Stored data entries:
● ● ● ●
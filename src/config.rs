//! Configuration management.
//!
//! Settings are deserialized from a TOML file with serde defaults for every
//! field, so a minimal file (or none at all) yields a working local-loopback
//! configuration. Validation catches the values that parse but are
//! semantically wrong, e.g. an empty channel list.

use serde::Deserialize;
use std::path::{Path, PathBuf};
use std::time::Duration;

use crate::error::{CamError, CamResult};
use crate::protocol::DEFAULT_CAM_PORT;

/// How a Z-stack is reduced to one 2D image.
#[derive(Debug, Clone, Copy, PartialEq, Eq, Deserialize)]
#[serde(rename_all = "kebab-case")]
pub enum StackMode {
    /// Read exactly the slice the server reported.
    None,
    /// Sum all slices and divide by the accumulated intensity scale.
    Mean,
    /// Element-wise maximum across slices.
    Max,
}

/// When to issue a session-boundary command (start-scan, stop-waiting).
#[derive(Debug, Clone, Copy, PartialEq, Eq, Deserialize)]
pub enum CommandPolicy {
    /// Send after each processed object set.
    #[serde(rename = "default")]
    Immediate,
    /// Never send.
    #[serde(rename = "none")]
    Never,
    /// Send once at the end of the run.
    #[serde(rename = "deferred")]
    Deferred,
}

/// Which per-object measurement supplies the object center.
#[derive(Debug, Clone, Copy, PartialEq, Eq, Deserialize)]
#[serde(rename_all = "kebab-case")]
pub enum CenterSource {
    Location,
    AreaShape,
    BoundingBox,
}

/// One image channel to read per acquisition. The first entry is the
/// primary channel; up to four more may follow.
#[derive(Debug, Clone, Deserialize)]
pub struct ChannelSettings {
    /// Operator-facing 1-based channel number. The filename token value is
    /// this number minus one.
    pub number: u8,
    /// Name under which the resulting image is published to the pipeline.
    pub output_name: String,
}

/// Connection parameters for the CAM server.
#[derive(Debug, Clone, Deserialize)]
#[serde(default)]
pub struct ServerSettings {
    /// IP address (or hostname) of the CAM server.
    pub address: String,
    pub port: u16,
    /// System identifier passed in every command; zero on most microscopes.
    pub sys_id: u32,
    #[serde(with = "humantime_serde")]
    pub connect_timeout: Duration,
    /// Window for one `wait_for_image` call.
    #[serde(with = "humantime_serde")]
    pub wait_timeout: Duration,
    /// Drain stale notifications before each wait.
    pub flush_on_start: bool,
}

impl Default for ServerSettings {
    fn default() -> Self {
        Self {
            address: "127.0.0.1".to_string(),
            port: DEFAULT_CAM_PORT,
            sys_id: 0,
            connect_timeout: Duration::from_secs(10),
            wait_timeout: Duration::from_secs(400),
            flush_on_start: false,
        }
    }
}

/// What to acquire and how to read it back from disk.
#[derive(Debug, Clone, Deserialize)]
#[serde(default)]
pub struct AcquisitionSettings {
    /// Local root under which the server-relative image paths resolve.
    pub base_path: PathBuf,
    /// Job number whose notifications matter; -1 adopts the first one seen.
    pub job_of_interest: i32,
    /// Number of image sets to process before the session is considered
    /// complete. Bounds an otherwise open-ended acquisition loop.
    pub image_sets: u32,
    pub stack_mode: StackMode,
    pub channels: Vec<ChannelSettings>,
}

impl Default for AcquisitionSettings {
    fn default() -> Self {
        Self {
            base_path: PathBuf::new(),
            job_of_interest: -1,
            image_sets: 100_000,
            stack_mode: StackMode::None,
            channels: vec![ChannelSettings {
                number: 1,
                output_name: "OutputImage".to_string(),
            }],
        }
    }
}

/// Job-emission behavior.
#[derive(Debug, Clone, Deserialize)]
#[serde(default)]
pub struct DispatchSettings {
    /// Name of the CAM job invoked per object.
    pub cam_job: String,
    /// Clear the server-side job queue before queueing, even when the
    /// object set is empty.
    pub delete_list: bool,
    /// Per well, per timepoint, per object class. -1 is unlimited.
    pub max_objects_per_well: i32,
    pub start_scan: CommandPolicy,
    pub stop_waiting: CommandPolicy,
    pub center_source: CenterSource,
    pub flip_x: bool,
    pub flip_y: bool,
    pub swap_xy: bool,
    /// Fixed pixel offsets compensating objective misalignment.
    pub offset_x: i32,
    pub offset_y: i32,
}

impl Default for DispatchSettings {
    fn default() -> Self {
        Self {
            cam_job: "Hiresjob".to_string(),
            delete_list: true,
            max_objects_per_well: -1,
            start_scan: CommandPolicy::Immediate,
            stop_waiting: CommandPolicy::Immediate,
            center_source: CenterSource::Location,
            flip_x: false,
            flip_y: false,
            swap_xy: false,
            offset_x: 0,
            offset_y: 0,
        }
    }
}

#[derive(Debug, Clone, Default, Deserialize)]
#[serde(default)]
pub struct Settings {
    pub log_level: Option<String>,
    pub server: ServerSettings,
    pub acquisition: AcquisitionSettings,
    pub dispatch: DispatchSettings,
}

impl Settings {
    /// Load settings from a TOML file; a missing file yields the defaults.
    pub fn load(path: Option<&Path>) -> CamResult<Self> {
        let mut builder = ::config::Config::builder();
        if let Some(path) = path {
            builder = builder.add_source(::config::File::from(path));
        } else {
            builder = builder.add_source(::config::File::with_name("camlink").required(false));
        }
        let settings: Settings = builder
            .build()
            .map_err(CamError::Config)?
            .try_deserialize()
            .map_err(CamError::Config)?;
        settings.validate()?;
        Ok(settings)
    }

    /// Semantic checks beyond what deserialization enforces.
    pub fn validate(&self) -> CamResult<()> {
        if self.acquisition.channels.is_empty() {
            return Err(CamError::Configuration(
                "at least one acquisition channel is required".to_string(),
            ));
        }
        if self.acquisition.channels.len() > 5 {
            return Err(CamError::Configuration(format!(
                "at most 5 channels are supported, got {}",
                self.acquisition.channels.len()
            )));
        }
        for channel in &self.acquisition.channels {
            if !(1..=9).contains(&channel.number) {
                return Err(CamError::Configuration(format!(
                    "channel number {} outside 1..=9",
                    channel.number
                )));
            }
            if channel.output_name.is_empty() {
                return Err(CamError::Configuration(
                    "channel output name must not be empty".to_string(),
                ));
            }
        }
        if self.acquisition.job_of_interest < -1 {
            return Err(CamError::Configuration(format!(
                "job_of_interest must be -1 or a job number, got {}",
                self.acquisition.job_of_interest
            )));
        }
        if self.dispatch.max_objects_per_well < -1 {
            return Err(CamError::Configuration(format!(
                "max_objects_per_well must be -1 or a count, got {}",
                self.dispatch.max_objects_per_well
            )));
        }
        Ok(())
    }
}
● ● ● ●
### Goal of the exercise
Return, line for line and unchanged, the data from its first line through the line containing "pub struct ChannelSettings".

### Your solution
filename src/config.rs
//! Configuration management.
//!
//! Settings are deserialized from a TOML file with serde defaults for every
//! field, so a minimal file (or none at all) yields a working local-loopback
//! configuration. Validation catches the values that parse but are
//! semantically wrong, e.g. an empty channel list.

use serde::Deserialize;
use std::path::{Path, PathBuf};
use std::time::Duration;

use crate::error::{CamError, CamResult};
use crate::protocol::DEFAULT_CAM_PORT;

/// How a Z-stack is reduced to one 2D image.
#[derive(Debug, Clone, Copy, PartialEq, Eq, Deserialize)]
#[serde(rename_all = "kebab-case")]
pub enum StackMode {
    /// Read exactly the slice the server reported.
    None,
    /// Sum all slices and divide by the accumulated intensity scale.
    Mean,
    /// Element-wise maximum across slices.
    Max,
}

/// When to issue a session-boundary command (start-scan, stop-waiting).
#[derive(Debug, Clone, Copy, PartialEq, Eq, Deserialize)]
pub enum CommandPolicy {
    /// Send after each processed object set.
    #[serde(rename = "default")]
    Immediate,
    /// Never send.
    #[serde(rename = "none")]
    Never,
    /// Send once at the end of the run.
    #[serde(rename = "deferred")]
    Deferred,
}

/// Which per-object measurement supplies the object center.
#[derive(Debug, Clone, Copy, PartialEq, Eq, Deserialize)]
#[serde(rename_all = "kebab-case")]
pub enum CenterSource {
    Location,
    AreaShape,
    BoundingBox,
}

/// One image channel to read per acquisition. The first entry is the
/// primary channel; up to four more may follow.
#[derive(Debug, Clone, Deserialize)]
pub struct ChannelSettings {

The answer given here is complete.